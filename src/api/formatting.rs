//! Position log output formatting and serialization
//!
//! The JSON form keeps the shape of the original `/logs` endpoint
//! (`macs`, `distances`, `position`, `timestamp`) with the residual and
//! sequence number added.

use crate::core::types::{AnchorId, Position};
use chrono::DateTime;
use serde::{Deserialize, Serialize};
use std::fmt;
use std::str::FromStr;

const TIMESTAMP_FORMAT: &str = "%Y-%m-%d %H:%M:%S";

/// Output format options
#[derive(Debug, Clone, Copy, PartialEq, Eq, Default, Serialize, Deserialize)]
#[serde(rename_all = "lowercase")]
pub enum OutputFormat {
    #[default]
    Json,
    Csv,
    Text,
}

impl FromStr for OutputFormat {
    type Err = String;

    fn from_str(s: &str) -> Result<Self, Self::Err> {
        match s.to_ascii_lowercase().as_str() {
            "json" => Ok(OutputFormat::Json),
            "csv" => Ok(OutputFormat::Csv),
            "text" | "txt" => Ok(OutputFormat::Text),
            other => Err(format!("unknown output format '{}' (expected json, csv or text)", other)),
        }
    }
}

impl fmt::Display for OutputFormat {
    fn fmt(&self, f: &mut fmt::Formatter<'_>) -> fmt::Result {
        let name = match self {
            OutputFormat::Json => "json",
            OutputFormat::Csv => "csv",
            OutputFormat::Text => "text",
        };
        f.write_str(name)
    }
}

#[derive(Debug, Clone, PartialEq, Serialize, Deserialize)]
pub struct PositionData {
    pub x: f64,
    pub y: f64,
    pub z: f64,
}

/// One log entry as served to presentation layers
#[derive(Debug, Clone, PartialEq, Serialize, Deserialize)]
pub struct LogEntry {
    pub sequence: u64,
    pub macs: Vec<AnchorId>,
    pub distances: Vec<f64>,
    pub position: PositionData,
    pub mean_absolute_residual: f64,
    /// UTC, `YYYY-MM-DD HH:MM:SS`
    pub timestamp: String,
}

/// Render epoch milliseconds as a UTC wall-clock string
pub fn format_timestamp(timestamp_ms: i64) -> String {
    DateTime::from_timestamp_millis(timestamp_ms)
        .map(|t| t.format(TIMESTAMP_FORMAT).to_string())
        .unwrap_or_else(|| timestamp_ms.to_string())
}

impl From<&Position> for LogEntry {
    fn from(p: &Position) -> Self {
        Self {
            sequence: p.sequence,
            macs: p.anchor_ids.clone(),
            distances: p.distances.clone(),
            position: PositionData { x: p.x, y: p.y, z: p.z },
            mean_absolute_residual: p.mean_absolute_residual,
            timestamp: format_timestamp(p.timestamp_ms),
        }
    }
}

/// Rounds coordinates before rendering
#[derive(Debug, Clone)]
pub struct PositionFormatter {
    pub format: OutputFormat,
    /// Decimal places kept for coordinates and the residual
    pub precision: u8,
    pub pretty: bool,
}

impl Default for PositionFormatter {
    fn default() -> Self {
        Self {
            format: OutputFormat::Json,
            precision: 3,
            pretty: false,
        }
    }
}

impl PositionFormatter {
    pub fn new() -> Self {
        Self::default()
    }

    pub fn with_format(mut self, format: OutputFormat) -> Self {
        self.format = format;
        self
    }

    pub fn with_precision(mut self, precision: u8) -> Self {
        self.precision = precision;
        self
    }

    pub fn pretty(mut self) -> Self {
        self.pretty = true;
        self
    }

    pub fn entry(&self, position: &Position) -> LogEntry {
        let mut entry = LogEntry::from(position);
        entry.position.x = self.round_to_precision(entry.position.x);
        entry.position.y = self.round_to_precision(entry.position.y);
        entry.position.z = self.round_to_precision(entry.position.z);
        entry.mean_absolute_residual = self.round_to_precision(entry.mean_absolute_residual);
        entry
    }

    /// Render the whole log in the configured format
    pub fn format_log(&self, positions: &[Position]) -> Result<String, serde_json::Error> {
        let entries: Vec<LogEntry> = positions.iter().map(|p| self.entry(p)).collect();
        match self.format {
            OutputFormat::Json => JsonFormatter { pretty: self.pretty }.format_json(&entries),
            OutputFormat::Csv => Ok(CsvFormatter::new().format_csv(&entries)),
            OutputFormat::Text => Ok(TextFormatter::new().format_text(&entries)),
        }
    }

    fn round_to_precision(&self, value: f64) -> f64 {
        let multiplier = 10f64.powi(self.precision as i32);
        (value * multiplier).round() / multiplier
    }
}

/// JSON array of log entries
#[derive(Debug, Default)]
pub struct JsonFormatter {
    pub pretty: bool,
}

impl JsonFormatter {
    pub fn new() -> Self {
        Self::default()
    }

    pub fn format_json(&self, entries: &[LogEntry]) -> Result<String, serde_json::Error> {
        if self.pretty {
            serde_json::to_string_pretty(entries)
        } else {
            serde_json::to_string(entries)
        }
    }
}

/// CSV for data logging; multi-valued columns are `;`-separated
#[derive(Debug)]
pub struct CsvFormatter {
    pub include_header: bool,
}

impl Default for CsvFormatter {
    fn default() -> Self {
        Self { include_header: true }
    }
}

impl CsvFormatter {
    pub fn new() -> Self {
        Self::default()
    }

    pub fn header(&self) -> String {
        "sequence,timestamp,x,y,z,mean_absolute_residual,macs,distances".to_string()
    }

    pub fn format_row(&self, entry: &LogEntry) -> String {
        let distances: Vec<String> = entry.distances.iter().map(|d| d.to_string()).collect();
        format!(
            "{},{},{},{},{},{},{},{}",
            entry.sequence,
            entry.timestamp,
            entry.position.x,
            entry.position.y,
            entry.position.z,
            entry.mean_absolute_residual,
            entry.macs.join(";"),
            distances.join(";")
        )
    }

    pub fn format_csv(&self, entries: &[LogEntry]) -> String {
        let mut output = String::new();
        if self.include_header {
            output.push_str(&self.header());
            output.push('\n');
        }
        for entry in entries {
            output.push_str(&self.format_row(entry));
            output.push('\n');
        }
        output
    }
}

/// Human-readable text formatter
#[derive(Debug, Default)]
pub struct TextFormatter {
    /// One line per entry instead of a block
    pub compact: bool,
}

impl TextFormatter {
    pub fn new() -> Self {
        Self::default()
    }

    pub fn compact() -> Self {
        Self { compact: true }
    }

    pub fn format_entry(&self, entry: &LogEntry) -> String {
        let PositionData { x, y, z } = entry.position;
        if self.compact {
            return format!(
                "#{} {} ({:.3}, {:.3}, {:.3}) res {:.3} m",
                entry.sequence, entry.timestamp, x, y, z, entry.mean_absolute_residual
            );
        }

        let mut output = format!("Position #{} at {}\n", entry.sequence, entry.timestamp);
        output.push_str(&format!("  x: {:.3} m\n", x));
        output.push_str(&format!("  y: {:.3} m\n", y));
        output.push_str(&format!("  z: {:.3} m\n", z));
        output.push_str(&format!("  Mean residual: {:.3} m\n", entry.mean_absolute_residual));
        output.push_str("  Ranges:\n");
        for (mac, distance) in entry.macs.iter().zip(&entry.distances) {
            output.push_str(&format!("    {}  {:.3} m\n", mac, distance));
        }
        output
    }

    pub fn format_text(&self, entries: &[LogEntry]) -> String {
        if entries.is_empty() {
            return "No positions solved\n".to_string();
        }
        let mut output = String::new();
        for entry in entries {
            output.push_str(&self.format_entry(entry));
            output.push('\n');
        }
        output
    }
}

======

WORK INSTRUCTIONS. Filter the lines above, keeping each one that contains the string "Serialize".

SOLVED PROBLEM.
use serde::{Deserialize, Serialize};
#[derive(Debug, Clone, Copy, PartialEq, Eq, Default, Serialize, Deserialize)]
#[derive(Debug, Clone, PartialEq, Serialize, Deserialize)]
#[derive(Debug, Clone, PartialEq, Serialize, Deserialize)]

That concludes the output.